▶ _The task_: Give the number of lines in the listing below that include the word "ImportResult", with nothing more.

▶ _Extracted data_:

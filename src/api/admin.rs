//! Admin panel endpoints: prayer management, bulk import, export and reports.

use axum::{
    body::{Body, Bytes},
    extract::{FromRequest, Multipart, Path, Query, Request, State},
    http::{header, StatusCode},
    response::IntoResponse,
    Json,
};
use chrono::Utc;
use serde::{Deserialize, Serialize};
use std::sync::Arc;

use crate::db::{
    actions, record_audit, resource_types, AuditEntry, CategoryCount, ImportLog, PrayerEdit,
    PrayerRequest, PrayerStatus, UpdatePrayerStatusRequest,
};
use crate::engine::{parse_csv, render_csv, render_print, ActivityEntry, DashboardSummary, ImportResult};
use crate::AppState;

use super::error::ApiError;
use super::guards::CurrentUser;
use super::rate_limit::ClientIp;

#[derive(Debug, Deserialize)]
pub struct LimitQuery {
    pub limit: Option<i64>,
}

#[derive(Debug, Deserialize)]
pub struct StaleQuery {
    pub days: Option<i64>,
}

#[derive(Debug, Deserialize)]
pub struct ImportQuery {
    /// Name recorded in the import log for raw-body uploads
    pub filename: Option<String>,
}

#[derive(Debug, Serialize)]
pub struct DeleteResponse {
    pub id: i64,
    pub suggestions_removed: u64,
}

// ---------------------------------------------------------------------------
// Prayer management
// ---------------------------------------------------------------------------

/// PUT /api/admin/prayers/:id/status
pub async fn update_status(
    State(state): State<Arc<AppState>>,
    CurrentUser(admin): CurrentUser,
    ClientIp(ip): ClientIp,
    Path(id): Path<i64>,
    Json(request): Json<UpdatePrayerStatusRequest>,
) -> Result<Json<PrayerRequest>, ApiError> {
    let status: PrayerStatus = request
        .status
        .parse()
        .map_err(|e: String| ApiError::validation_field("status", e))?;

    let prayer = state
        .prayers()
        .update_prayer_status(id, status, Utc::now())
        .await?;

    let ip = ip.to_string();
    record_audit(
        &state.db,
        AuditEntry {
            action: actions::PRAYER_STATUS,
            resource_type: resource_types::PRAYER,
            resource_id: Some(prayer.id.to_string()),
            resource_name: Some(&prayer.title),
            user_id: Some(admin.id),
            ip_address: Some(&ip),
            details: Some(serde_json::json!({ "status": status.as_str() })),
        },
    )
    .await;

    Ok(Json(prayer))
}

/// PUT /api/admin/prayers/:id
pub async fn edit_prayer(
    State(state): State<Arc<AppState>>,
    CurrentUser(admin): CurrentUser,
    ClientIp(ip): ClientIp,
    Path(id): Path<i64>,
    Json(edit): Json<PrayerEdit>,
) -> Result<Json<PrayerRequest>, ApiError> {
    let prayer = state
        .prayers()
        .edit_prayer_request(id, edit, Utc::now())
        .await?;

    let ip = ip.to_string();
    record_audit(
        &state.db,
        AuditEntry {
            action: actions::PRAYER_UPDATE,
            resource_type: resource_types::PRAYER,
            resource_id: Some(prayer.id.to_string()),
            resource_name: Some(&prayer.title),
            user_id: Some(admin.id),
            ip_address: Some(&ip),
            details: None,
        },
    )
    .await;

    Ok(Json(prayer))
}

/// DELETE /api/admin/prayers/:id
pub async fn delete_prayer(
    State(state): State<Arc<AppState>>,
    CurrentUser(admin): CurrentUser,
    ClientIp(ip): ClientIp,
    Path(id): Path<i64>,
) -> Result<Json<DeleteResponse>, ApiError> {
    let suggestions_removed = state.prayers().delete_prayer_request(id).await?;

    let ip = ip.to_string();
    record_audit(
        &state.db,
        AuditEntry {
            action: actions::PRAYER_DELETE,
            resource_type: resource_types::PRAYER,
            resource_id: Some(id.to_string()),
            resource_name: None,
            user_id: Some(admin.id),
            ip_address: Some(&ip),
            details: Some(serde_json::json!({ "suggestions_removed": suggestions_removed })),
        },
    )
    .await;

    Ok(Json(DeleteResponse {
        id,
        suggestions_removed,
    }))
}

// ---------------------------------------------------------------------------
// Import
// ---------------------------------------------------------------------------

/// Pull the CSV out of a multipart upload: the `file` field, or the first
/// field carrying a filename
async fn read_multipart(mut multipart: Multipart) -> Result<(Bytes, Option<String>), ApiError> {
    while let Some(field) = multipart
        .next_field()
        .await
        .map_err(|e| ApiError::bad_request(format!("Invalid multipart body: {}", e)))?
    {
        if field.name() != Some("file") && field.file_name().is_none() {
            continue;
        }
        let filename = field.file_name().map(str::to_string);
        let data = field
            .bytes()
            .await
            .map_err(|e| ApiError::bad_request(format!("Failed to read upload: {}", e)))?;
        return Ok((data, filename));
    }

    Err(ApiError::validation_field("file", "No CSV file was uploaded"))
}

/// POST /api/admin/import
///
/// Accepts `multipart/form-data` with a `file` field, or the CSV as the raw
/// request body.
pub async fn import_prayers(
    State(state): State<Arc<AppState>>,
    CurrentUser(admin): CurrentUser,
    ClientIp(ip): ClientIp,
    Query(query): Query<ImportQuery>,
    request: Request<Body>,
) -> Result<Json<ImportResult>, ApiError> {
    let is_multipart = request
        .headers()
        .get(header::CONTENT_TYPE)
        .and_then(|v| v.to_str().ok())
        .map(|v| v.starts_with("multipart/form-data"))
        .unwrap_or(false);

    let (data, filename) = if is_multipart {
        let multipart = Multipart::from_request(request, &state)
            .await
            .map_err(|e| ApiError::bad_request(e.body_text()))?;
        read_multipart(multipart).await?
    } else {
        let data = Bytes::from_request(request, &state)
            .await
            .map_err(|e| ApiError::bad_request(e.body_text()))?;
        (data, query.filename)
    };

    if data.iter().all(u8::is_ascii_whitespace) {
        return Err(ApiError::validation_field("file", "The uploaded file is empty"));
    }

    let rows = parse_csv(&data)?;
    let result = state
        .prayers()
        .bulk_import(rows, &admin, filename.as_deref(), Utc::now())
        .await?;

    let ip = ip.to_string();
    record_audit(
        &state.db,
        AuditEntry {
            action: actions::PRAYER_IMPORT,
            resource_type: resource_types::IMPORT,
            resource_id: Some(result.import_log_id.to_string()),
            resource_name: filename.as_deref(),
            user_id: Some(admin.id),
            ip_address: Some(&ip),
            details: Some(serde_json::json!({
                "success_count": result.success_count,
                "failed_count": result.failed_count,
            })),
        },
    )
    .await;

    Ok(Json(result))
}

/// GET /api/admin/import-logs
pub async fn list_import_logs(
    State(state): State<Arc<AppState>>,
    Query(query): Query<LimitQuery>,
) -> Result<Json<Vec<ImportLog>>, ApiError> {
    let limit = query.limit.unwrap_or(50);
    Ok(Json(state.prayers().list_import_logs(limit).await?))
}

/// GET /api/admin/import-logs/:id
pub async fn get_import_log(
    State(state): State<Arc<AppState>>,
    Path(id): Path<i64>,
) -> Result<Json<ImportLog>, ApiError> {
    Ok(Json(state.prayers().get_import_log(id).await?))
}

// ---------------------------------------------------------------------------
// Export
// ---------------------------------------------------------------------------

/// GET /api/admin/export.csv
pub async fn export_csv(
    State(state): State<Arc<AppState>>,
) -> Result<impl IntoResponse, ApiError> {
    let rows = state.prayers().export_rows().await?;
    let body = render_csv(&rows)?;
    let disposition = format!(
        "attachment; filename=\"prayer-list-{}.csv\"",
        Utc::now().format("%Y-%m-%d")
    );

    Ok((
        StatusCode::OK,
        [
            (header::CONTENT_TYPE, "text/csv; charset=utf-8".to_string()),
            (header::CONTENT_DISPOSITION, disposition),
        ],
        body,
    ))
}

/// GET /api/admin/export/print
pub async fn export_print(
    State(state): State<Arc<AppState>>,
) -> Result<impl IntoResponse, ApiError> {
    let rows = state.prayers().export_rows().await?;
    let body = render_print(&rows, Utc::now());
    Ok((
        [(header::CONTENT_TYPE, "text/plain; charset=utf-8")],
        body,
    ))
}

// ---------------------------------------------------------------------------
// Reports
// ---------------------------------------------------------------------------

/// GET /api/reports/categories
pub async fn category_stats(
    State(state): State<Arc<AppState>>,
) -> Result<Json<Vec<CategoryCount>>, ApiError> {
    Ok(Json(state.prayers().category_stats().await?))
}

/// GET /api/reports/activity
pub async fn recent_activity(
    State(state): State<Arc<AppState>>,
    Query(query): Query<LimitQuery>,
) -> Result<Json<Vec<ActivityEntry>>, ApiError> {
    let prayers = state.prayers();
    let limit = query
        .limit
        .unwrap_or(prayers.config().recent_activity_limit);
    Ok(Json(prayers.recent_activity(limit).await?))
}

/// GET /api/reports/stale
pub async fn stale_requests(
    State(state): State<Arc<AppState>>,
    Query(query): Query<StaleQuery>,
) -> Result<Json<Vec<PrayerRequest>>, ApiError> {
    let prayers = state.prayers();
    let days = query.days.unwrap_or(prayers.config().stale_after_days);
    Ok(Json(prayers.stale_requests(days, Utc::now()).await?))
}

/// GET /api/reports/dashboard
pub async fn dashboard(
    State(state): State<Arc<AppState>>,
) -> Result<Json<DashboardSummary>, ApiError> {
    Ok(Json(state.prayers().dashboard_summary().await?))
}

▶ _Response_: 2